View Full Version : How rough is it on the guns
January 8, 2000, 06:15 AM
I've seen a couple of comments about the rough treatment the guns get in CAS. Just how rough is it? I expect a lot of holster wear for the SA, and plan on a bright stainless Ruger for that reason. My concern is the SxS and the lever action(s). I expect them to be shot, and expect the normal everyday(if there is such a thing) wear that goes with a working tool of any kind. I did notice that on a few occasions, comments were made about CAS being pretty tough on the guns. Since I still at the starting point, should I start looking for a shooter now, or shoot what I have and accept the wear?
January 8, 2000, 11:23 AM
Shoot what you want and accept the wear. It is honest wear. My Marlin is only eighteen months old. But it has that "I've been in a gunfight look". A few minor scratches, the wood turning a dark red, wear on muzzle from having been drawn from rifle scabbard. Same with revolvers and shotgun. You stage them to be on a wooden table or placed back down on a wooden table or prop in a hurry, but careful. Drawn from leather and shot. Pushed back down into the leather dirty. The top strap of my Vaquero is more a light case hardened blue now. My stag handles, exposed to 99 degree shoots and such have darkened and aged beautiful. Cowboys always comment about "Where did you get those stag grips?". Its not so much that as the amount of time outdoors they spend. Even now, I'm getting ready for a January shoot in Eastern Kentucky. Gotta go.
January 8, 2000, 07:14 PM
Ned covers the cosmetic abuse that your guns will take. They will also get a workout function-wise,as we shoot our guns as they were never really designed to be shot. Racking levers back and forth on rifles at high speed,popping open double barrels and putting stress on the locking lug,slamming hammers back on six-shooters. I make it sound rougher than it may be,but shooting guns in CAS does put them under a lot of stress-enough to keep cowboy gunsmiths hip deep in repairs. I've had good luck,just having a couple of hand springs break,but I see guns break in almost every match I shoot.
January 9, 2000, 05:23 AM
Thanks fellas. Guess I have to decide which guns are to get the nod.
January 10, 2000, 12:55 AM
the wear on your guns will be minimized if the parts are properly set up and fitted by a gunsmith. The first five years I shot CAS matches I shot only "out-of-the box" guns. I had a lot of mechanical wear showing up and many broken parts. There weren't as many matches then so I wasn't even shooting as much as I do now.

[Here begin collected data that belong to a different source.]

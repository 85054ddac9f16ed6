use api::BackendError;
use ash::vk;

use crate::util;

/// Each command buffer owns its pool so buffers can be recorded and reset independently.
pub struct CommandBuffer {
    pub(crate) pool: vk::CommandPool,
    pub(crate) cb: vk::CommandBuffer,
}

impl CommandBuffer {
    pub(crate) unsafe fn new(device: &ash::Device, queue_family: u32) -> Result<Self, BackendError> {
        let pool_info = vk::CommandPoolCreateInfo::default()
            .flags(vk::CommandPoolCreateFlags::TRANSIENT)
            .queue_family_index(queue_family);
        let pool = device
            .create_command_pool(&pool_info, None)
            .map_err(util::to_backend_error)?;

        let alloc_info = vk::CommandBufferAllocateInfo::default()
            .command_pool(pool)
            .level(vk::CommandBufferLevel::PRIMARY)
            .command_buffer_count(1);
        let cb = match device.allocate_command_buffers(&alloc_info) {
            Ok(cbs) => cbs[0],
            Err(err) => {
                device.destroy_command_pool(pool, None);
                return Err(util::to_backend_error(err));
            }
        };

        Ok(Self { pool, cb })
    }

    #[inline(always)]
    pub(crate) unsafe fn begin(&self, device: &ash::Device) -> Result<(), BackendError> {
        let begin_info = vk::CommandBufferBeginInfo::default()
            .flags(vk::CommandBufferUsageFlags::ONE_TIME_SUBMIT);
        device
            .begin_command_buffer(self.cb, &begin_info)
            .map_err(util::to_backend_error)
    }

    #[inline(always)]
    pub(crate) unsafe fn reset(&self, device: &ash::Device) -> Result<(), BackendError> {
        device
            .reset_command_pool(self.pool, vk::CommandPoolResetFlags::empty())
            .map_err(util::to_backend_error)
    }

    pub(crate) unsafe fn release(&mut self, device: &ash::Device) {
        // Freeing the pool frees the command buffer with it.
        device.destroy_command_pool(self.pool, None);
        self.pool = vk::CommandPool::null();
        self.cb = vk::CommandBuffer::null();
    }
}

For the last 6 years I've been using guns that have been slicked up to one degree or another. It's been a long time since I've had a malfunction of any kind except mental. I have plenty of those. I measure my trigger pulls and even they are unchanged for over 2 years.

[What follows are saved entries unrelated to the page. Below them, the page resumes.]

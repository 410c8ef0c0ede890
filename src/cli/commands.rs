//! CLI command implementations.

use anyhow::{Context, Result};
use colored::Colorize;
use std::path::{Path, PathBuf};

use crate::generate::{generate_mapping, GenerateMode};
use crate::network::{self, Network};

use super::args::Commands;

/// Where the compiled index lives inside the langs directory.
const GENERATED_DIR: &str = "generated";

/// Execute a CLI command.
pub fn execute(command: Commands, langs_dir: Option<PathBuf>) -> Result<()> {
    let langs_dir = resolve_langs_dir(langs_dir);
    match command {
        Commands::Convert {
            in_lang,
            out_lang,
            text,
            alignment,
            stages,
        } => cmd_convert(&langs_dir, &in_lang, &out_lang, &text, alignment, stages),
        Commands::Update { out_dir } => cmd_update(&langs_dir, out_dir),
        Commands::Tokenize { lang, text } => cmd_tokenize(&langs_dir, &lang, &text),
        Commands::GenerateMapping {
            in_lang,
            out_lang,
            ipa,
            out_dir,
        } => cmd_generate(&langs_dir, &in_lang, &out_lang, ipa, out_dir),
        Commands::ShowMappings {
            in_lang,
            out_lang,
            verbose,
        } => cmd_show_mappings(&langs_dir, in_lang, out_lang, verbose),
    }
}

fn resolve_langs_dir(flag: Option<PathBuf>) -> PathBuf {
    flag.or_else(|| std::env::var_os("G2P_LANGS_DIR").map(PathBuf::from))
        .unwrap_or_else(|| PathBuf::from("langs"))
}

fn load_network(langs_dir: &Path) -> Result<Network> {
    let index_dir = langs_dir.join(GENERATED_DIR);
    Ok(Network::load(&index_dir)
        .with_context(|| format!("no compiled index at {}; run `g2p update`", index_dir.display()))?)
}

fn cmd_convert(
    langs_dir: &Path,
    in_lang: &str,
    out_lang: &str,
    text: &str,
    show_alignment: bool,
    show_stages: bool,
) -> Result<()> {
    let network = load_network(langs_dir)?;
    let result = network.convert(text, in_lang, out_lang)?;

    println!("{}", result.output());
    if show_stages {
        for tier in result.tiers() {
            println!(
                "  {} {} {}",
                tier.input().dimmed(),
                "→".dimmed(),
                tier.output()
            );
        }
    }
    if show_alignment {
        for (input, output) in result.substring_alignments() {
            println!("  {} {} {}", input.cyan(), "→".dimmed(), output.green());
        }
    }
    Ok(())
}

fn cmd_update(langs_dir: &Path, out_dir: Option<PathBuf>) -> Result<()> {
    let out_dir = out_dir.unwrap_or_else(|| langs_dir.join(GENERATED_DIR));
    let network = network::rebuild(langs_dir, &out_dir)
        .with_context(|| format!("failed to rebuild index from {}", langs_dir.display()))?;
    println!(
        "{} {} mappings, {} notations",
        "compiled".green().bold(),
        network.mappings().len(),
        network.graph().nodes().len()
    );
    Ok(())
}

fn cmd_tokenize(langs_dir: &Path, lang: &str, text: &str) -> Result<()> {
    let network = load_network(langs_dir)?;
    for token in network.make_tokenizer(lang).tokenize(text) {
        let kind = if token.is_word {
            "word".green()
        } else {
            "other".dimmed()
        };
        println!("{}\t{:?}", kind, token.text);
    }
    Ok(())
}

fn cmd_generate(
    langs_dir: &Path,
    in_lang: &str,
    out_lang: &str,
    ipa: bool,
    out_dir: Option<PathBuf>,
) -> Result<()> {
    let network = load_network(langs_dir)?;
    let mode = if ipa {
        GenerateMode::Ipa
    } else {
        GenerateMode::Direct
    };
    let mapping = generate_mapping(&network, in_lang, out_lang, mode)?;

    let out_dir = out_dir.unwrap_or_else(|| langs_dir.join(GENERATED_DIR));
    let (config_path, rules_path) = write_generated(&mapping, &out_dir)?;
    println!(
        "{} {} rules: {} + {}",
        "generated".green().bold(),
        mapping.rules().len(),
        config_path.display(),
        rules_path.display()
    );
    Ok(())
}

/// Write a generated mapping as a rules file plus a one-mapping
/// configuration document.
fn write_generated(
    mapping: &crate::mappings::Mapping,
    out_dir: &Path,
) -> Result<(PathBuf, PathBuf)> {
    std::fs::create_dir_all(out_dir)
        .with_context(|| format!("cannot create {}", out_dir.display()))?;

    let stem = format!("{}_to_{}", mapping.in_lang(), mapping.out_lang());
    let rules_path = out_dir.join(format!("{stem}.json"));
    let rules_json = serde_json::to_string_pretty(&mapping.source_rules())?;
    std::fs::write(&rules_path, rules_json)
        .with_context(|| format!("cannot write {}", rules_path.display()))?;

    let mut config = mapping.config().clone();
    config.rules_path = Some(PathBuf::from(format!("{stem}.json")));
    let document = crate::mappings::ConfigDocument {
        mappings: vec![config],
    };
    let config_path = out_dir.join(format!("config-{stem}.yaml"));
    let config_yaml = serde_yaml::to_string(&document)?;
    std::fs::write(&config_path, config_yaml)
        .with_context(|| format!("cannot write {}", config_path.display()))?;

    Ok((config_path, rules_path))
}

fn cmd_show_mappings(
    langs_dir: &Path,
    in_lang: Option<String>,
    out_lang: Option<String>,
    verbose: bool,
) -> Result<()> {
    let network = load_network(langs_dir)?;
    let mut shown = 0usize;
    for mapping in network.mappings() {
        if in_lang.as_deref().is_some_and(|l| l != mapping.in_lang()) {
            continue;
        }
        if out_lang.as_deref().is_some_and(|l| l != mapping.out_lang()) {
            continue;
        }
        shown += 1;
        let config = mapping.config();
        println!(
            "{} {} {} ({}, {} rules, {}, {})",
            mapping.in_lang().cyan(),
            "→".dimmed(),
            mapping.out_lang().cyan(),
            config.mapping_type,
            mapping.rules().len(),
            config.rule_ordering,
            config.norm_form,
        );
        if verbose {
            for rule in mapping.rules() {
                let source = rule.rule();
                println!(
                    "    {:?} → {:?} / {:?} _ {:?}",
                    source.rule_input,
                    source.rule_output,
                    source.context_before,
                    source.context_after
                );
            }
        }
    }
    if shown == 0 {
        println!("{}", "no matching mappings".yellow());
    }
    Ok(())
}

Every piece of machinery has weak points but if the strain is minimized the wear will be also. Rugers are very tough. Shotguns and rifles are very durable unless they are beat up by overly heavy springs or galled by ill- fitting parts. Colts, Remingtons, and clones have leaf springs that break pretty regular, keep spares on hand. If you're using stock springs, keep some firing pin retaining pins around too. The cosmetics are covered well already.

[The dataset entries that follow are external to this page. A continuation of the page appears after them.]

//! Transduction results: output strings plus their alignments.

use serde::Serialize;

use crate::alignment::{self, Edge};
use crate::mappings::Rule;

/// One recorded rule application, kept for debugging and for the
/// staged view of a conversion.
#[derive(Debug, Clone, Serialize)]
pub struct RuleApplication {
    /// The working string before the rule applied.
    pub input: String,
    /// The working string after the rule applied.
    pub output: String,
    /// The rule that applied.
    pub rule: Rule,
    /// Character index where the match started.
    pub start: usize,
    /// Character index one past the end of the match.
    pub end: usize,
}

/// The result of applying one mapping to a string.
///
/// Holds the input, the output and the edge list relating their
/// character positions, plus a log of the rules that fired.
#[derive(Debug, Clone, Default)]
pub struct TransductionGraph {
    input: String,
    output: String,
    edges: Vec<Edge>,
    trace: Vec<RuleApplication>,
}

impl TransductionGraph {
    /// An identity graph over `input`: output equals input and every
    /// character maps to itself.
    pub fn identity(input: impl Into<String>) -> Self {
        let input = input.into();
        let len = input.chars().count();
        TransductionGraph {
            output: input.clone(),
            input,
            edges: alignment::identity(len),
            trace: Vec::new(),
        }
    }

    pub(crate) fn assemble(
        input: String,
        output: String,
        edges: Vec<Edge>,
        trace: Vec<RuleApplication>,
    ) -> Self {
        TransductionGraph {
            input,
            output,
            edges,
            trace,
        }
    }

    /// The string the transduction started from.
    pub fn input(&self) -> &str {
        &self.input
    }

    /// The converted string.
    pub fn output(&self) -> &str {
        &self.output
    }

    /// Alignment edges `(input index, output index)`, sorted by input
    /// index then output index.
    pub fn alignment(&self) -> &[Edge] {
        &self.edges
    }

    /// The rules that fired, in order.
    pub fn trace(&self) -> &[RuleApplication] {
        &self.trace
    }

    /// Minimal monotonic substring pairs; see
    /// [`alignment::substring_alignments`].
    pub fn substring_alignments(&self) -> Vec<(String, String)> {
        alignment::substring_alignments(&self.input, &self.output, &self.edges)
    }

    /// This graph as a one-stage slice, for symmetry with
    /// [`CompositeTransductionGraph::tiers`].
    pub fn tiers(&self) -> &[TransductionGraph] {
        std::slice::from_ref(self)
    }

    /// Append another graph after this one, shifting its indices past
    /// this graph's input and output.
    pub fn append(&mut self, other: &TransductionGraph) {
        let in_offset = self.input.chars().count();
        let out_offset = self.output.chars().count();
        self.input.push_str(&other.input);
        self.output.push_str(&other.output);
        let mut edges = std::mem::take(&mut self.edges);
        edges.extend(
            other
                .edges
                .iter()
                .map(|&(i, j)| (i + in_offset, j.map(|j| j + out_offset))),
        );
        self.edges = alignment::normalize_edges(edges);
        self.trace.extend(other.trace.iter().cloned());
    }
}

/// The result of applying a chain of mappings.
///
/// Keeps one [`TransductionGraph`] per stage; the end-to-end alignment
/// is the relational composition of the per-stage alignments.
#[derive(Debug, Clone, Default)]
pub struct CompositeTransductionGraph {
    tiers: Vec<TransductionGraph>,
}

impl CompositeTransductionGraph {
    /// Bundle per-stage graphs into a composite result.
    pub fn new(tiers: Vec<TransductionGraph>) -> Self {
        CompositeTransductionGraph { tiers }
    }

    /// An identity composite with `tiers` identity stages.
    pub fn identity(input: impl Into<String>, tiers: usize) -> Self {
        let input = input.into();
        CompositeTransductionGraph {
            tiers: (0..tiers.max(1))
                .map(|_| TransductionGraph::identity(input.clone()))
                .collect(),
        }
    }

    /// The original input string.
    pub fn input(&self) -> &str {
        self.tiers.first().map(|t| t.input()).unwrap_or("")
    }

    /// The final output string.
    pub fn output(&self) -> &str {
        self.tiers.last().map(|t| t.output()).unwrap_or("")
    }

    /// The per-stage graphs, in application order.
    pub fn tiers(&self) -> &[TransductionGraph] {
        &self.tiers
    }

    /// The end-to-end alignment, composed across every stage and
    /// normalized.
    pub fn alignment(&self) -> Vec<Edge> {
        let mut tiers = self.tiers.iter();
        let Some(first) = tiers.next() else {
            return Vec::new();
        };
        let mut composed = first.alignment().to_vec();
        for tier in tiers {
            composed = alignment::compose(&composed, tier.alignment());
        }
        alignment::normalize_edges(composed)
    }

    /// Substring pairs for the end-to-end alignment.
    pub fn substring_alignments(&self) -> Vec<(String, String)> {
        alignment::substring_alignments(self.input(), self.output(), &self.alignment())
    }

    /// Append another composite of the same depth, stage by stage.
    pub fn append(&mut self, other: &CompositeTransductionGraph) {
        debug_assert_eq!(self.tiers.len(), other.tiers.len());
        for (tier, other_tier) in self.tiers.iter_mut().zip(other.tiers.iter()) {
            tier.append(other_tier);
        }
    }

    /// Append a pass-through segment to every stage.
    pub fn append_identity(&mut self, text: &str) {
        let identity = TransductionGraph::identity(text);
        for tier in &mut self.tiers {
            tier.append(&identity);
        }
    }
}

There is always some division in every aspect of any human endeavor. Many hours of discussion have been wasted over the "ethical" ramifications of internal action work and if that denotes a "gamesman" or "cheater" because not everyone can afford action work. SASS rules allow internal work.
You can learn to do your own action work, I did. Be careful, be patient, go slow, and pay attention. You can save money in the long run by having it done right even if you have to pay a gunsmith.
January 10, 2000, 04:17 PM
Thanks Bill and Joe, so true. My wife has broken "hands" on her Colts and she doesn't even shoot that much. This past summer we had Oglesby and Oglesby action tune her guns. They had to replace several small parts for wear. Several matches ago, we watched as someones ejector housing and rod went flying through the air. More a matter of not being tightened properly. After so many rounds you need to check the screws on your SA to be sure nothing has shaken loose. The most mechanical failure I see, is folks trying to get their old shotguns to shoot.
[This message has been edited by Ned Roundtree (edited January 10, 2000).]